EXERCISE INPUTS -

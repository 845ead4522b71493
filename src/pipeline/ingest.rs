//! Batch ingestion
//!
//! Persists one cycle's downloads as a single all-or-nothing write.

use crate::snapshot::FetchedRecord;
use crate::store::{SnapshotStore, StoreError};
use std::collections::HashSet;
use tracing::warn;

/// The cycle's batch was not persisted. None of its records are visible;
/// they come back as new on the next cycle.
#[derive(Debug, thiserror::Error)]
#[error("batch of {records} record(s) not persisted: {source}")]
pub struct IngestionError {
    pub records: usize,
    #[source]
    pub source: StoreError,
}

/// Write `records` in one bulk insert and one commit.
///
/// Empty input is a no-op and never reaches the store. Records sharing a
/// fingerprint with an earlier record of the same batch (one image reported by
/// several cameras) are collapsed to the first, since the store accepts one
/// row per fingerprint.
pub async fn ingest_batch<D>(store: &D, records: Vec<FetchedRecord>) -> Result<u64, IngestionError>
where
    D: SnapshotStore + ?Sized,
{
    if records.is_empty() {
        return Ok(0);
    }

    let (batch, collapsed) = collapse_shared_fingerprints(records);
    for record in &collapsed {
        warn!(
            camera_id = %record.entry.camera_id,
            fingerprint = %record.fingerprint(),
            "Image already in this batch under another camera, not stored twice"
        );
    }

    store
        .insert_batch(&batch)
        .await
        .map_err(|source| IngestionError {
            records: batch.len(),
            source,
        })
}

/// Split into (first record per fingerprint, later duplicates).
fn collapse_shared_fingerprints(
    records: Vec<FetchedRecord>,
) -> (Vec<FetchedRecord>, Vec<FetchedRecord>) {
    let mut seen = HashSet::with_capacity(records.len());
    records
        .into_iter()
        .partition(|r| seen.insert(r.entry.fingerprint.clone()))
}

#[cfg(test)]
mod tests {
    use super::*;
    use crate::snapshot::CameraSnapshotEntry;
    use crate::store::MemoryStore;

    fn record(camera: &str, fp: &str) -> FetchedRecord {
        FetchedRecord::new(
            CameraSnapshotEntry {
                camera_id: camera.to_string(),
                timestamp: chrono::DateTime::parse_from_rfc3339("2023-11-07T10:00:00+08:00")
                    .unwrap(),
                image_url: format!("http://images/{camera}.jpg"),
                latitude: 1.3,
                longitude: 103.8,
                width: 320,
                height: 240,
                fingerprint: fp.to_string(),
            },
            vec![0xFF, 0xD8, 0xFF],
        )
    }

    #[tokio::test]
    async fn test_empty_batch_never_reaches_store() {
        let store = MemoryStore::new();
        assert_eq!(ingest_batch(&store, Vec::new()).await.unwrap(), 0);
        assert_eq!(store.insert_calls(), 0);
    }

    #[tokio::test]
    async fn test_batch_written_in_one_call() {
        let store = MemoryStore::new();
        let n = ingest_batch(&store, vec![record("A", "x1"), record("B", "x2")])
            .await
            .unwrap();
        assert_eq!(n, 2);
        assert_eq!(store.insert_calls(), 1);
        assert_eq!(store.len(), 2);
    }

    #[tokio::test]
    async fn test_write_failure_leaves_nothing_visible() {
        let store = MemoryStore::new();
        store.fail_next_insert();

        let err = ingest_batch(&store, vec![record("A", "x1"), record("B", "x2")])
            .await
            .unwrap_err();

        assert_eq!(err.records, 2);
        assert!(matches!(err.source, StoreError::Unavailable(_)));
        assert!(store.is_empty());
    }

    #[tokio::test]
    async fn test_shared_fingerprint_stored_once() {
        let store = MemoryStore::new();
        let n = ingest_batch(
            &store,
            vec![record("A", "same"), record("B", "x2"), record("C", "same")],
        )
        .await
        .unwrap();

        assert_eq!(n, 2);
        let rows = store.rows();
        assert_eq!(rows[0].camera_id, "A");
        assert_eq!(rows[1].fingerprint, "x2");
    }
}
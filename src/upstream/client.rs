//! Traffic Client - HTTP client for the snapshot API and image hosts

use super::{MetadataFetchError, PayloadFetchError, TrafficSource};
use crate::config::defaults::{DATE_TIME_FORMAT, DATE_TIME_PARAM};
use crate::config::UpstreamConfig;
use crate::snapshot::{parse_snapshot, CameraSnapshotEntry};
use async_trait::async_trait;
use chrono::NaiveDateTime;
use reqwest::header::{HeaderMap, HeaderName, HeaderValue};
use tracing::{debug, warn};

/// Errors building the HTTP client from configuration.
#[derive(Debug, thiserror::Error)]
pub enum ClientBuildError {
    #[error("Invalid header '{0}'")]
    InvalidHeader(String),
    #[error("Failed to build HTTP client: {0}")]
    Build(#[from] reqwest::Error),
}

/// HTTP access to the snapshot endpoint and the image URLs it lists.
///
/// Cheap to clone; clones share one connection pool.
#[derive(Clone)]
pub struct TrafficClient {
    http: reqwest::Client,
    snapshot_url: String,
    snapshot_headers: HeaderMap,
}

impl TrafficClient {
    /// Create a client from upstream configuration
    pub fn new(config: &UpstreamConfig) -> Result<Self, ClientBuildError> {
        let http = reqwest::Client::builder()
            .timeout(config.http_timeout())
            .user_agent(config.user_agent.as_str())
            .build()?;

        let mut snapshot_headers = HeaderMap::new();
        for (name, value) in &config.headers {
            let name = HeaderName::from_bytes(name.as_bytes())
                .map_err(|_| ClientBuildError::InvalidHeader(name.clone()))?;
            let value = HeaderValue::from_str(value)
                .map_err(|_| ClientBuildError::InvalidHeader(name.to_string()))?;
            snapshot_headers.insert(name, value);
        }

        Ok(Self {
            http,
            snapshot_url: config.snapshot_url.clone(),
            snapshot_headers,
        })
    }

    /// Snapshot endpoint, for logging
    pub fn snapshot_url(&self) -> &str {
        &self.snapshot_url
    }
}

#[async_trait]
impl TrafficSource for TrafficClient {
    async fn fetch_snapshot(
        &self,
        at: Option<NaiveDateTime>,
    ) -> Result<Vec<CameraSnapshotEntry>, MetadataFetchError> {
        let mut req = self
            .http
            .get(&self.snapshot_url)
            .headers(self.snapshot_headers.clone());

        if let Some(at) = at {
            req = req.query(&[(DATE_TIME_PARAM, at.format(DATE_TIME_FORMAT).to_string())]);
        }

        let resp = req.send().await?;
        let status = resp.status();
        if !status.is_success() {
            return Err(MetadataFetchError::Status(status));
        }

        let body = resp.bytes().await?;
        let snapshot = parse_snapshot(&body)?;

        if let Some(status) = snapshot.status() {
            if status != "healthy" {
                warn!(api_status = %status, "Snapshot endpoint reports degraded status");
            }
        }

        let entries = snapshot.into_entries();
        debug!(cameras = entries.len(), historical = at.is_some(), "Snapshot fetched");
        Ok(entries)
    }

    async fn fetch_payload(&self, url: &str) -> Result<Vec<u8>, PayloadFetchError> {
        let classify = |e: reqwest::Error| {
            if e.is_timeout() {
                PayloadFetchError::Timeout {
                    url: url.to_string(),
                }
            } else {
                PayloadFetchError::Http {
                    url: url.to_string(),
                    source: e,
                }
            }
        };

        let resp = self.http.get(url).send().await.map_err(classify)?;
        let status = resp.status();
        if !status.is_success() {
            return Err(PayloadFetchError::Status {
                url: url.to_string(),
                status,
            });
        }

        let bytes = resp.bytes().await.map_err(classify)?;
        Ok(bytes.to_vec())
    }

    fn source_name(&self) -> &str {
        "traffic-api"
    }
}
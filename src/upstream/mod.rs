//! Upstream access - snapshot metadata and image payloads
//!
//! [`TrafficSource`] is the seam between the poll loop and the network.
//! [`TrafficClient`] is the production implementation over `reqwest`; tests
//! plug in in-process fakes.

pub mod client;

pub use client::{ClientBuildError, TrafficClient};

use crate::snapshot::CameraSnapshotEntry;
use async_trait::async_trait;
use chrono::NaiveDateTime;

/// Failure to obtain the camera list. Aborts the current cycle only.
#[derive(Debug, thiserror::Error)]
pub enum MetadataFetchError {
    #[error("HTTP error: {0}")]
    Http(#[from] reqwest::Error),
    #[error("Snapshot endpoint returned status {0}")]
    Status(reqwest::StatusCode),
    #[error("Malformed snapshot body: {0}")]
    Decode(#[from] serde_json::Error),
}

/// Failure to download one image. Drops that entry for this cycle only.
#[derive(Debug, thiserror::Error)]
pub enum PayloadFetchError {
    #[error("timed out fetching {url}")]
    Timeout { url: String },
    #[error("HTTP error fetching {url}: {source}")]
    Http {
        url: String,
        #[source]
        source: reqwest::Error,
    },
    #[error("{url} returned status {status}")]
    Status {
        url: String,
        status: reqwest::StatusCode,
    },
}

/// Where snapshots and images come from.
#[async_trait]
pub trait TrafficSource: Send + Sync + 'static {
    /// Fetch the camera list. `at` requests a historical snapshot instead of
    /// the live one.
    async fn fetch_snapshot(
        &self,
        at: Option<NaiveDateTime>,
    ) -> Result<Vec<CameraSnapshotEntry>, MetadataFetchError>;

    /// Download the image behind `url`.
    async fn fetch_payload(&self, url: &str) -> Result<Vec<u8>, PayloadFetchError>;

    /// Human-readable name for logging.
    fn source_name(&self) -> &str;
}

YOUR OBJECTIVE - Only the lines from the first line of the material above through the line that contains "Records sharing a" should be quoted, each one exactly.

RESULT BELOW -
repository 845ead4522b71493
filename src/pipeline/ingest.rs
//! Batch ingestion
//!
//! Persists one cycle's downloads as a single all-or-nothing write.

use crate::snapshot::FetchedRecord;
use crate::store::{SnapshotStore, StoreError};
use std::collections::HashSet;
use tracing::warn;

/// The cycle's batch was not persisted. None of its records are visible;
/// they come back as new on the next cycle.
#[derive(Debug, thiserror::Error)]
#[error("batch of {records} record(s) not persisted: {source}")]
pub struct IngestionError {
    pub records: usize,
    #[source]
    pub source: StoreError,
}

/// Write `records` in one bulk insert and one commit.
///
/// Empty input is a no-op and never reaches the store. Records sharing a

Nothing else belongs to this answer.